Data to process: Begin

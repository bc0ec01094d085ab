//! Input boundary: turning whatever the user typed into a usable quantity.
//!
//! Free-form text is parsed leniently (longest leading number wins, anything
//! unparseable becomes 0) and then sanitized: NaN, infinities and negative
//! values all become 0. Nothing here is ever reported as an error.

/// Replace NaN, infinite and negative values with 0.
pub fn sanitize_quantity(value: f64) -> f64 {
    if value.is_finite() && value > 0.0 {
        value
    } else {
        0.0
    }
}

/// Parse user text into a non-negative quantity.
///
/// `"350"` -> 350, `" 12.5kWh"` -> 12.5, `"1e3"` -> 1000, `".5"` -> 0.5,
/// `""` / `"abc"` / `"-4"` -> 0.
pub fn parse_quantity(text: &str) -> f64 {
    sanitize_quantity(parse_leading_number(text).unwrap_or(0.0))
}

/// Parse the longest numeric prefix of `text` (after leading whitespace).
/// Returns `None` if no digits were found.
pub fn parse_leading_number(text: &str) -> Option<f64> {
    let s = text.trim_start();
    let bytes = s.as_bytes();
    let mut end = 0;

    if matches!(bytes.first(), Some(b'+' | b'-')) {
        end += 1;
    }

    let int_start = end;
    while end < bytes.len() && bytes[end].is_ascii_digit() {
        end += 1;
    }
    let mut digits = end - int_start;

    if end < bytes.len() && bytes[end] == b'.' {
        let frac_start = end + 1;
        let mut frac_end = frac_start;
        while frac_end < bytes.len() && bytes[frac_end].is_ascii_digit() {
            frac_end += 1;
        }
        digits += frac_end - frac_start;
        if digits > 0 {
            end = frac_end;
        }
    }

    if digits == 0 {
        return None;
    }

    // Exponent only counts if at least one digit follows it.
    if end < bytes.len() && matches!(bytes[end], b'e' | b'E') {
        let mut exp_end = end + 1;
        if matches!(bytes.get(exp_end), Some(b'+' | b'-')) {
            exp_end += 1;
        }
        let exp_digits_start = exp_end;
        while exp_end < bytes.len() && bytes[exp_end].is_ascii_digit() {
            exp_end += 1;
        }
        if exp_end > exp_digits_start {
            end = exp_end;
        }
    }

    s[..end].parse::<f64>().ok()
}

#[cfg(test)]
mod tests {
    use super::*;

    #[test]
    fn test_plain_numbers() {
        assert_eq!(parse_quantity("350"), 350.0);
        assert_eq!(parse_quantity("12.5"), 12.5);
        assert_eq!(parse_quantity("0"), 0.0);
    }

    #[test]
    fn test_whitespace_and_trailing_garbage() {
        assert_eq!(parse_quantity("  42"), 42.0);
        assert_eq!(parse_quantity("12.5kWh"), 12.5);
        assert_eq!(parse_quantity("7 miles"), 7.0);
        assert_eq!(parse_quantity("3.2.1"), 3.2);
    }

    #[test]
    fn test_leading_or_trailing_dot() {
        assert_eq!(parse_quantity(".5"), 0.5);
        assert_eq!(parse_quantity("5."), 5.0);
        assert_eq!(parse_quantity("."), 0.0);
    }

    #[test]
    fn test_exponents() {
        assert_eq!(parse_quantity("1e3"), 1000.0);
        assert_eq!(parse_quantity("2.5E-1"), 0.25);
        // dangling exponent is ignored
        assert_eq!(parse_quantity("4e"), 4.0);
        assert_eq!(parse_quantity("4e+"), 4.0);
    }

    #[test]
    fn test_non_numeric_is_zero() {
        assert_eq!(parse_quantity(""), 0.0);
        assert_eq!(parse_quantity("   "), 0.0);
        assert_eq!(parse_quantity("abc"), 0.0);
        assert_eq!(parse_quantity("-"), 0.0);
        assert_eq!(parse_quantity("NaN"), 0.0);
        assert_eq!(parse_quantity("Infinity"), 0.0);
    }

    #[test]
    fn test_negative_is_clamped() {
        assert_eq!(parse_leading_number("-4"), Some(-4.0));
        assert_eq!(parse_quantity("-4"), 0.0);
        assert_eq!(parse_quantity("+4"), 4.0);
    }

    #[test]
    fn test_overflow_is_zero() {
        assert_eq!(parse_quantity("1e999"), 0.0);
    }

    #[test]
    fn test_sanitize_quantity() {
        assert_eq!(sanitize_quantity(f64::NAN), 0.0);
        assert_eq!(sanitize_quantity(f64::INFINITY), 0.0);
        assert_eq!(sanitize_quantity(-1.0), 0.0);
        assert_eq!(sanitize_quantity(-0.0), 0.0);
        assert_eq!(sanitize_quantity(3.5), 3.5);
    }
}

Data to process: End

__Required work__
Show, from the listing above, each line that contains the word "text".

__Result of the task__
//! Free-form text is parsed leniently (longest leading number wins, anything
/// Parse user text into a non-negative quantity.
pub fn parse_quantity(text: &str) -> f64 {
    sanitize_quantity(parse_leading_number(text).unwrap_or(0.0))
/// Parse the longest numeric prefix of `text` (after leading whitespace).
pub fn parse_leading_number(text: &str) -> Option<f64> {
    let s = text.trim_start();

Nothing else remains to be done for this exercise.